_Problem to solve:_
Search the entries for the word "LiveSequence". Copy every line that holds it.

Collected data:
-------

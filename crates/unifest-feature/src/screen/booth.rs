//! Booth detail screen.

use unifest_api::RemoteGateway;
use unifest_core::{
  booth::{BoothDetail, Menu},
  event::{self, EventReceiver, EventSender},
  live::LiveSequence,
};
use unifest_data::{BoothRepository, LikedBoothRepository};

use crate::{
  Repositories, Store,
  error::{ErrorType, RetrySlot, dismiss_error, handle_error, impl_error_dialogs},
  message::UiMessage,
  state::StateFlow,
};

#[derive(Debug, Clone, Default, PartialEq)]
pub struct BoothUiState {
  pub is_loading:                      bool,
  pub booth:                           Option<BoothDetail>,
  pub is_menu_image_dialog_visible:    bool,
  pub selected_menu:                   Option<Menu>,
  pub is_network_error_dialog_visible: bool,
  pub is_server_error_dialog_visible:  bool,
}

impl_error_dialogs!(BoothUiState);

impl BoothUiState {
  pub fn is_liked(&self) -> bool { self.booth.as_ref().is_some_and(|b| b.is_liked) }
}

#[derive(Debug, Clone, PartialEq)]
pub enum BoothUiAction {
  BackClick,
  CheckLocationClick,
  ToggleBookmark,
  MenuImageClick(Menu),
  MenuImageDialogDismiss,
  Retry(ErrorType),
}

#[derive(Debug, Clone, PartialEq, Eq)]
pub enum BoothUiEvent {
  NavigateBack,
  /// Show the booth on the map.
  NavigateToBoothLocation { booth_id: i64 },
  ShowSnackbar(UiMessage),
}

pub struct BoothHolder<G, S> {
  booths:       BoothRepository<G>,
  liked_booths: LikedBoothRepository<S>,
  booth_id:     i64,
  state:        StateFlow<BoothUiState>,
  events:       EventSender<BoothUiEvent>,
  receiver:     EventReceiver<BoothUiEvent>,
  retry:        RetrySlot<()>,
}

impl<G, S> BoothHolder<G, S>
where
  G: RemoteGateway + 'static,
  S: Store,
{
  pub fn new(repos: &Repositories<G, S>, booth_id: i64) -> Self {
    let (events, receiver) = event::channel();
    Self {
      booths: repos.booth.clone(),
      liked_booths: repos.liked_booth.clone(),
      booth_id,
      state: StateFlow::new(BoothUiState::default()),
      events,
      receiver,
      retry: RetrySlot::default(),
    }
  }

  pub fn state(&self) -> LiveSequence<BoothUiState> { self.state.subscribe() }

  pub fn current(&self) -> BoothUiState { self.state.value() }

  pub fn events(&self) -> EventReceiver<BoothUiEvent> { self.receiver.clone() }

  pub async fn start(&self) { self.load().await; }

  pub async fn on_action(&self, action: BoothUiAction) {
    match action {
      BoothUiAction::BackClick => self.events.send(BoothUiEvent::NavigateBack),
      BoothUiAction::CheckLocationClick => {
        self.events.send(BoothUiEvent::NavigateToBoothLocation { booth_id: self.booth_id })
      }
      BoothUiAction::ToggleBookmark => self.toggle_bookmark().await,
      BoothUiAction::MenuImageClick(menu) => self.state.update(|s| {
        s.selected_menu = Some(menu);
        s.is_menu_image_dialog_visible = true;
      }),
      BoothUiAction::MenuImageDialogDismiss => self.state.update(|s| {
        s.selected_menu = None;
        s.is_menu_image_dialog_visible = false;
      }),
      BoothUiAction::Retry(error) => {
        dismiss_error(&self.state, error);
        if self.retry.take().is_some() {
          self.load().await;
        }
      }
    }
  }

  async fn load(&self) {
    self.state.update(|s| s.is_loading = true);
    match self.booths.get_booth_detail(self.booth_id).await {
      Ok(detail) => {
        let is_liked = self.liked_booths.is_liked(&detail).await.unwrap_or_else(|e| {
          tracing::error!(booth_id = self.booth_id, error = %e, "failed to read bookmark");
          false
        });
        self.state.update(|s| s.booth = Some(BoothDetail { is_liked, ..detail }));
      }
      Err(e) => {
        self.retry.remember(());
        handle_error(&self.state, &e);
      }
    }
    self.state.update(|s| s.is_loading = false);
  }

  /// Bookmark or unbookmark the shown booth. The like count moves with it.
  /// A failed store write leaves the screen as it was.
  async fn toggle_bookmark(&self) {
    let Some(current) = self.state.value().booth else {
      return;
    };

    let (next, result, message) = if current.is_liked {
      let next = BoothDetail {
        is_liked: false,
        like_count: (current.like_count - 1).max(0),
        ..current
      };
      let result = self.liked_booths.delete(&next).await;
      (next, result, UiMessage::BoothBookmarkRemoved)
    } else {
      let next = BoothDetail { is_liked: true, like_count: current.like_count + 1, ..current };
      let result = self.liked_booths.insert(&next).await;
      (next, result, UiMessage::BoothBookmarked)
    };

    match result {
      Ok(()) => {
        self.state.update(|s| s.booth = Some(next));
        self.events.send(BoothUiEvent::ShowSnackbar(message));
      }
      Err(e) => tracing::error!(booth_id = self.booth_id, error = %e, "failed to toggle bookmark"),
    }
  }
}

-------

_Response box:_
  live::LiveSequence,
  pub fn state(&self) -> LiveSequence<BoothUiState> { self.state.subscribe() }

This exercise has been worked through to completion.